In a narrow political party arena it must be infuriating for you. Trouble is, too many folk just dont see, or care more about other stuff, than the areas that the senior Labour MPs are fixated on.

There's a reason I'm on 150mg of Sertraline. This election feels like watching someone you love die in a car crash in slow motion.

Thats not to say their cause is unworthy, but stuff like saying the homeless will live at No 11 or Chequers or wherever just sounds utterly stupid. Free broadband and lobbing dozens of companies in the bin as a result, likewise.

In fairness, the nationalisation of OpenReach makes sense from a state-led infrastructure point of view. There's obvious issues with BT not being wanting or willing to take fibre optic to the areas of the UK that don't already have it, and as a Valleys boy I wouldn't have minded it.

Me and Mrs R sat down with an open mind to watch a Corbyn interview, Neil most likely, but not 100%. We didnt comment during it, but at the end we just said we could not vote for him.

Sorry to hear that.
 
I volunteer at a local foodbank here, wherein I take surplus/donated food from my local cornershop and walk it over to the estate so that they can stock it. Last time I was there, I told them that I can't do it as I need to be campaigning - and that I hoped I never saw them again - with a rised smile of course.

Unreal that we're going to keep letting this happening.
 
There was an interesting example on Radio 4 just now, with a lady interviewed at a food bank whose budget for food (for her and two children) was £50 a week. That's more than we spend on food per week (which includes the typically middle class avocado etc.), and I suspect her children would be liable for free meals at school for lunches. She would seem a prime example of someone who could benefit from the classes I mentioned earlier.
 
Also interesting to read a study from Imperial published this week that found 21 different digital patient record systems in use across the NHS, and none of them communicate with one another. To put this into perspective, some four million patients had been treated at two or more hospitals over the year of the study, and their medical records could not be shared because the systems were incompatible. In total, that tallied up to 11 million instances where patients attended a hospital where their records couldn't be accessed.
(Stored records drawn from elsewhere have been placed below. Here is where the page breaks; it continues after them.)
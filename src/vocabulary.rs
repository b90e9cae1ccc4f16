//! Phrase banks the prompt engine draws from, loaded from a bundled JSON table.

use std::fmt;
use std::path::Path;

use rand::Rng;
use rand::prelude::*;
use serde::Deserialize;

use crate::error::CeramicsError;

/// The semantic axes a prompt draws one phrase from.
#[derive(Clone, Copy, Debug, Eq, PartialEq, Hash)]
pub enum VocabularyAxis {
    /// Generic subject framing
    BaseDescriptions,
    /// Clay, glaze and matter
    Materials,
    /// Form and geometry
    Styles,
    /// Light setup
    Lighting,
    /// Camera and capture
    CameraSettings,
    /// Framing of the artifact
    CompositionSettings,
    /// Speculative technology
    TechnologicalAspects,
    /// Who made it
    AlienCivilizations,
    /// Physics on display
    ScientificPrinciples,
    /// What it is for
    CosmicPurposes,
}

impl VocabularyAxis {
    /// Every axis, in table order.
    pub const ALL: [VocabularyAxis; 10] = [
        VocabularyAxis::BaseDescriptions,
        VocabularyAxis::Materials,
        VocabularyAxis::Styles,
        VocabularyAxis::Lighting,
        VocabularyAxis::CameraSettings,
        VocabularyAxis::CompositionSettings,
        VocabularyAxis::TechnologicalAspects,
        VocabularyAxis::AlienCivilizations,
        VocabularyAxis::ScientificPrinciples,
        VocabularyAxis::CosmicPurposes,
    ];

    /// The key this axis uses in the JSON table.
    pub fn key(self) -> &'static str {
        match self {
            Self::BaseDescriptions => "base_descriptions",
            Self::Materials => "materials",
            Self::Styles => "styles",
            Self::Lighting => "lighting",
            Self::CameraSettings => "camera_settings",
            Self::CompositionSettings => "composition_settings",
            Self::TechnologicalAspects => "technological_aspects",
            Self::AlienCivilizations => "alien_civilizations",
            Self::ScientificPrinciples => "scientific_principles",
            Self::CosmicPurposes => "cosmic_purposes",
        }
    }
}

impl fmt::Display for VocabularyAxis {
    fn fmt(&self, f: &mut fmt::Formatter<'_>) -> fmt::Result {
        f.write_str(self.key())
    }
}

/// One top level classification category.
///
/// A category either lists descriptions directly or splits them by scale
/// (eg "Cosmic Scale" → Stellar / Planetary / Human).
#[derive(Clone, Debug, Deserialize)]
#[serde(deny_unknown_fields)]
pub struct ClassificationCategory {
    /// Display name of the category
    pub category: String,
    /// Descriptions of a flat category
    #[serde(default)]
    pub descriptions: Vec<String>,
    /// Sub-scales of a two-level category
    #[serde(default)]
    pub scales: Vec<ClassificationScale>,
}

/// A sub-scale of a two-level classification category.
#[derive(Clone, Debug, Deserialize)]
#[serde(deny_unknown_fields)]
pub struct ClassificationScale {
    /// Display name of the scale
    pub scale: String,
    /// Descriptions at this scale
    pub descriptions: Vec<String>,
}

/// The result of a classification draw.
#[derive(Clone, Debug, Eq, PartialEq)]
pub struct Classification {
    /// Category that was picked
    pub category: String,
    /// Sub-scale, for two-level categories only
    pub scale: Option<String>,
    /// The description drawn
    pub description: String,
}

/// Static phrase banks, one list per [`VocabularyAxis`] plus the classification taxonomy.
#[derive(Clone, Debug, Deserialize)]
#[serde(deny_unknown_fields)]
pub struct VocabularyBank {
    base_descriptions: Vec<String>,
    materials: Vec<String>,
    styles: Vec<String>,
    lighting: Vec<String>,
    camera_settings: Vec<String>,
    composition_settings: Vec<String>,
    technological_aspects: Vec<String>,
    alien_civilizations: Vec<String>,
    scientific_principles: Vec<String>,
    cosmic_purposes: Vec<String>,
    classifications: Vec<ClassificationCategory>,
}

impl VocabularyBank {
    /// Parse the table that ships with the crate.
    pub fn bundled() -> Result<Self, CeramicsError> {
        let raw = include_str!(concat!(env!("CARGO_MANIFEST_DIR"), "/data/vocabulary.json"));
        Self::from_json(raw)
    }

    /// Parse and validate a table from a JSON string.
    pub fn from_json(raw: &str) -> Result<Self, CeramicsError> {
        let bank: Self = serde_json::from_str(raw)?;
        bank.validate()?;
        Ok(bank)
    }

    /// Load an operator supplied table.
    pub fn from_path(path: &Path) -> Result<Self, CeramicsError> {
        let raw = std::fs::read_to_string(path).map_err(|err| {
            CeramicsError::Vocabulary(format!("failed to read {}: {err}", path.display()))
        })?;
        Self::from_json(&raw)
    }

    fn validate(&self) -> Result<(), CeramicsError> {
        for axis in VocabularyAxis::ALL {
            if self.phrases(axis).is_empty() {
                return Err(CeramicsError::Vocabulary(format!("axis {axis} has no phrases")));
            }
        }
        if self.classifications.is_empty() {
            return Err(CeramicsError::Vocabulary(
                "no classification categories defined".to_string(),
            ));
        }
        for entry in &self.classifications {
            match (entry.descriptions.is_empty(), entry.scales.is_empty()) {
                (false, true) => {}
                (true, false) => {
                    if let Some(scale) = entry.scales.iter().find(|s| s.descriptions.is_empty()) {
                        return Err(CeramicsError::Vocabulary(format!(
                            "scale {} of {} has no descriptions",
                            scale.scale, entry.category
                        )));
                    }
                }
                _ => {
                    return Err(CeramicsError::Vocabulary(format!(
                        "category {} needs either descriptions or scales",
                        entry.category
                    )));
                }
            }
        }
        Ok(())
    }

    /// The phrase list for an axis.
    pub fn phrases(&self, axis: VocabularyAxis) -> &[String] {
        match axis {
            VocabularyAxis::BaseDescriptions => &self.base_descriptions,
            VocabularyAxis::Materials => &self.materials,
            VocabularyAxis::Styles => &self.styles,
            VocabularyAxis::Lighting => &self.lighting,
            VocabularyAxis::CameraSettings => &self.camera_settings,
            VocabularyAxis::CompositionSettings => &self.composition_settings,
            VocabularyAxis::TechnologicalAspects => &self.technological_aspects,
            VocabularyAxis::AlienCivilizations => &self.alien_civilizations,
            VocabularyAxis::ScientificPrinciples => &self.scientific_principles,
            VocabularyAxis::CosmicPurposes => &self.cosmic_purposes,
        }
    }

    /// The classification taxonomy, in table order.
    pub fn classifications(&self) -> &[ClassificationCategory] {
        &self.classifications
    }

    /// Uniform pick from an axis.
    pub fn draw<R: Rng + ?Sized>(&self, axis: VocabularyAxis, rng: &mut R) -> &str {
        // validate() guarantees every axis is non-empty
        self.phrases(axis)
            .choose(rng)
            .map(String::as_str)
            .unwrap_or_default()
    }

    /// Pick a category uniformly, then a scale (if it has any), then a description.
    pub fn draw_classification<R: Rng + ?Sized>(&self, rng: &mut R) -> Classification {
        let Some(entry) = self.classifications.choose(rng) else {
            return Classification {
                category: String::new(),
                scale: None,
                description: String::new(),
            };
        };

        let (scale, descriptions) = match entry.scales.choose(rng) {
            Some(scale) => (Some(scale.scale.clone()), &scale.descriptions),
            None => (None, &entry.descriptions),
        };

        Classification {
            category: entry.category.clone(),
            scale,
            description: descriptions.choose(rng).cloned().unwrap_or_default(),
        }
    }
}

#[cfg(test)]
mod tests {
    use super::*;
    use rand::SeedableRng;
    use rand::rngs::StdRng;

    #[test]
    fn bundled_table_loads() {
        let bank = VocabularyBank::bundled().expect("bundled vocabulary should parse");
        for axis in VocabularyAxis::ALL {
            assert!(!bank.phrases(axis).is_empty(), "{axis} is empty");
        }
        assert_eq!(bank.classifications().len(), 8);
        let cosmic = bank
            .classifications()
            .iter()
            .find(|c| c.category == "Cosmic Scale")
            .expect("cosmic scale category");
        let scales: Vec<_> = cosmic.scales.iter().map(|s| s.scale.as_str()).collect();
        assert_eq!(scales, vec!["Stellar", "Planetary", "Human"]);
    }

    #[test]
    fn draws_come_from_the_axis() {
        let bank = VocabularyBank::bundled().expect("bundled vocabulary should parse");
        let mut rng = StdRng::seed_from_u64(11);
        for axis in VocabularyAxis::ALL {
            for _ in 0..20 {
                let phrase = bank.draw(axis, &mut rng);
                assert!(bank.phrases(axis).iter().any(|p| p == phrase));
            }
        }
    }

    #[test]
    fn classification_reports_scale_only_for_two_level_categories() {
        let bank = VocabularyBank::bundled().expect("bundled vocabulary should parse");
        let mut rng = StdRng::seed_from_u64(5);
        let mut saw_scale = false;
        for _ in 0..500 {
            let drawn = bank.draw_classification(&mut rng);
            let entry = bank
                .classifications()
                .iter()
                .find(|c| c.category == drawn.category)
                .expect("drawn category exists");
            match &drawn.scale {
                Some(scale) => {
                    saw_scale = true;
                    let scale = entry
                        .scales
                        .iter()
                        .find(|s| &s.scale == scale)
                        .expect("drawn scale exists");
                    assert!(scale.descriptions.contains(&drawn.description));
                }
                None => {
                    assert!(entry.scales.is_empty());
                    assert!(entry.descriptions.contains(&drawn.description));
                }
            }
        }
        assert!(saw_scale);
    }

    #[test]
    fn unknown_axis_key_is_rejected() {
        let raw = bundled_json_with("\"lightning\": [\"zap\"],");
        assert!(matches!(
            VocabularyBank::from_json(&raw),
            Err(CeramicsError::Vocabulary(_))
        ));
    }

    #[test]
    fn empty_axis_is_rejected() {
        let mut value: serde_json::Value = serde_json::from_str(include_str!(concat!(
            env!("CARGO_MANIFEST_DIR"),
            "/data/vocabulary.json"
        )))
        .expect("valid json");
        value["styles"] = serde_json::json!([]);
        let err = VocabularyBank::from_json(&value.to_string()).expect_err("empty styles");
        assert!(err.to_string().contains("styles"));
    }

    fn bundled_json_with(extra: &str) -> String {
        let raw = include_str!(concat!(env!("CARGO_MANIFEST_DIR"), "/data/vocabulary.json"));
        raw.replacen('{', &format!("{{{extra}"), 1)
    }
}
And that's only on the clinical side, I'm sure the situation is equal, if not worse, in community care. It's not always about more money.
 
There was an interesting example on Radio 4 just now, with a lady interviewed at a food bank whose budget for food (for her and two children) was £50 a week. That's more than we spend on food per week (which includes the typically middle class avocado etc.), and I suspect her children would be liable for free meals at school for lunches. She would seem a prime example of someone who could benefit from the classes I mentioned earlier.
I’d like to see you don your chefs hat and boldly make your way into a housing estate armed only with a whisk and a sweet potato.